Data investigator Sholto David first shared the allegations in a blog post on January 2.
The Harvard Crimson confirmed on January 22 that the Dana-Farber Cancer Institute “initiated retractions or corrections to 37 papers authored by four senior researchers following allegations of data falsification.”
One other paper is still under investigation.
Authors who have allegedly falsified data include DFCI President and CEO Laurie Glimcher, Executive Vice President and COO William Hahn, Senior Vice President for Experimental Medicine Irene Ghobrial, and Harvard Medical School professor Kenneth Anderson.
Although false data is present, DFCI Research Integrity Officer Barrett J. Rollins explained that the “presence of image discrepancies in a paper is not evidence of an author’s intent to deceive.”
“That conclusion can only be drawn after a careful, fact-based examination which is an integral part of our response,” he said. “Our experience is that errors are often unintentional and do not rise to the level of misconduct.”
Last month, conservative activists and journalists Christopher Rufo and Chris Brunet alleged that Harvard University President Claudine Gay plagiarized portions of her Ph.D. dissertation.

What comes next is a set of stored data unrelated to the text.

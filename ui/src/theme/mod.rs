//! # Theme System Module
//!
//! Theming for the PulseBoard console: a static table of named palettes,
//! a process-wide manager with runtime switching, and a change bus for
//! components that restyle themselves.
//!
//! ## Architecture
//!
//! - **[`ThemeManager`]** - Global theme state and runtime switching
//! - **[`ThemeRegistry`]** - Static theme table parsed from embedded TOML
//! - **Theme Validation** - Structural checks over every definition
//!
//! Six palettes ship built in: `default` (blue-violet), `green`, `orange`,
//! `purple`, `business` and `minimal`. Every theme defines the same color
//! and gradient roles; a switch rewrites the `--theme-<role>` and
//! `--theme-gradient-<role>` style variables in one step.
//!
//! ## Basic Usage
//!
//! ```no_run
//! use client::storage::LocalStore;
//! use pulseboard::theme::ThemeManager;
//!
//! // Initialize at application startup; the persisted selection (or the
//! // default) is applied before this returns.
//! ThemeManager::init_global(LocalStore::open_default())?;
//!
//! // Switch at runtime. Unknown keys warn and resolve to the default.
//! ThemeManager::global_switch_theme("green");
//!
//! // Read the applied variables anywhere.
//! let primary = ThemeManager::global_style_variable("--theme-primary");
//! # Ok::<(), pulseboard::error::AppError>(())
//! ```
//!
//! ## Failure semantics
//!
//! Theming never blocks a page render: an unknown key substitutes the
//! default with a warning, and the static accessors fall back to safe
//! values when the manager is unavailable. Only a corrupt built-in theme
//! table is a real error, and that is a build defect.

pub mod loader;
pub mod manager;
pub mod types;
pub mod validation;

pub use loader::{DEFAULT_THEME_KEY, ThemeRegistry};
pub use manager::{ThemeEvent, ThemeManager};
pub use types::{Theme, ThemeColors, ThemeGradients};
use std::sync::Arc;
use std::time::Duration;

use clap::Parser;
use client::transport::{
    ApiClient, AuthInterceptor, LogNavigator, LogNotifier, Method, MockTransport, Response,
    StatusInterceptor,
};
use client::storage::slots;
use client::{LocalStore, Role, SessionStore, UserProfile};
use serde_json::json;

use pulseboard::config::get_config_or_panic;
use pulseboard::menu;
use pulseboard::theme::ThemeManager;

/// Console walkthrough of the PulseBoard presentation layer: configuration,
/// themes, role-filtered navigation and an authenticated mock API round trip.
#[derive(Parser)]
#[command(name = "pulseboard", version, about)]
struct Cli {
    /// Role tag to browse the navigation as (admin, operation, user).
    #[arg(long, default_value = "admin")]
    role: String,

    /// Theme to switch to before printing the style summary.
    #[arg(long)]
    theme: Option<String>,
}

#[tokio::main]
async fn main() -> Result<(), Box<dyn std::error::Error>> {
    let cli = Cli::parse();

    pulseboard::logger::setup_logger()?;
    let config = get_config_or_panic();

    let store = LocalStore::open_default();
    if store.get(slots::THEME).is_none() {
        store.set(slots::THEME, config.theme().default_theme());
    }
    let session = SessionStore::new(store.clone());
    ThemeManager::init_global(store)?;
    if let Some(key) = &cli.theme {
        ThemeManager::global_switch_theme(key);
    }

    println!("{}", config.system().title());
    println!();

    println!("Themes:");
    let current = ThemeManager::global_current_theme();
    for (key, display_name) in ThemeManager::global_available_themes() {
        let marker = if key == current { "*" } else { " " };
        println!("  {marker} {key:<10} {display_name}");
    }
    println!();

    println!("Navigation for role '{}':", cli.role);
    let items = menu::filter_by_role(&menu::admin_menu(), &cli.role);
    if items.is_empty() {
        println!("  (no entries visible)");
    }
    for item in &items {
        println!("  {}", item.title);
        for child in &item.children {
            println!("    {}", child.title);
        }
    }
    println!();

    // Mock round trip: log in, fetch the profile with the bearer token
    // attached, then hit an endpoint that answers 401 to show the teardown.
    let transport = Arc::new(MockTransport::with_latency(Duration::from_millis(10)));
    transport.route(
        Method::Get,
        "/user/profile",
        Response::ok(json!({
            "code": 200,
            "message": "OK",
            "data": {"username": "demo", "role": "admin"}
        })),
    );
    transport.route(
        Method::Get,
        "/admin/secrets",
        Response::with_status(401, json!({"message": "token expired"})),
    );

    let api = ApiClient::new(transport)
        .with_request_interceptor(Arc::new(AuthInterceptor::new(session.clone())))
        .with_response_interceptor(Arc::new(StatusInterceptor::new(
            session.clone(),
            Arc::new(LogNavigator),
            Arc::new(LogNotifier),
            config.routes().login(),
        )));

    session.set_token("demo-token");
    session.set_user_profile(&UserProfile::new("demo", Role::Admin));

    let profile = api.get("/user/profile").await?;
    println!("GET /user/profile -> {}", profile.envelope()?.message);

    if let Err(err) = api.get("/admin/secrets").await {
        println!("GET /admin/secrets -> {err}");
    }
    println!(
        "logged in after 401: {}",
        if session.is_logged_in() { "yes" } else { "no" }
    );

    Ok(())
}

Rufo and Brunet reported that Gay’s 1977 dissertation, “Taking Charge: Black Electoral Success and the Redefinition of American Policies,” contains “an entire paragraph nearly verbatim from a paper by Lawrence Bobo and Franklin Gilliam.”
“Gay repeats this violation of Harvard’s policy throughout the document, again using work from Bobo and Gilliam, as well as passages from Richard Shingles, Susan Howell, and Deborah Fagan, which she reproduces nearly verbatim, without quotation marks,” Rufo added.
“It is with a heavy heart but a deep love for Harvard that I write to share that I will be stepping down as president. This is not a decision I came to easily,” she wrote in a letter to the Harvard community.
“Indeed, it has been difficult beyond words because I have looked forward to working with so many of you to advance the commitment to academic excellence that has propelled this great university across centuries,” the letter continued. “But, after consultation with members of the Corporation, it has become clear that it is in the best interests of Harvard for me to resign so that our community can navigate this moment of extraordinary challenge with a focus on the institution rather than any individual.”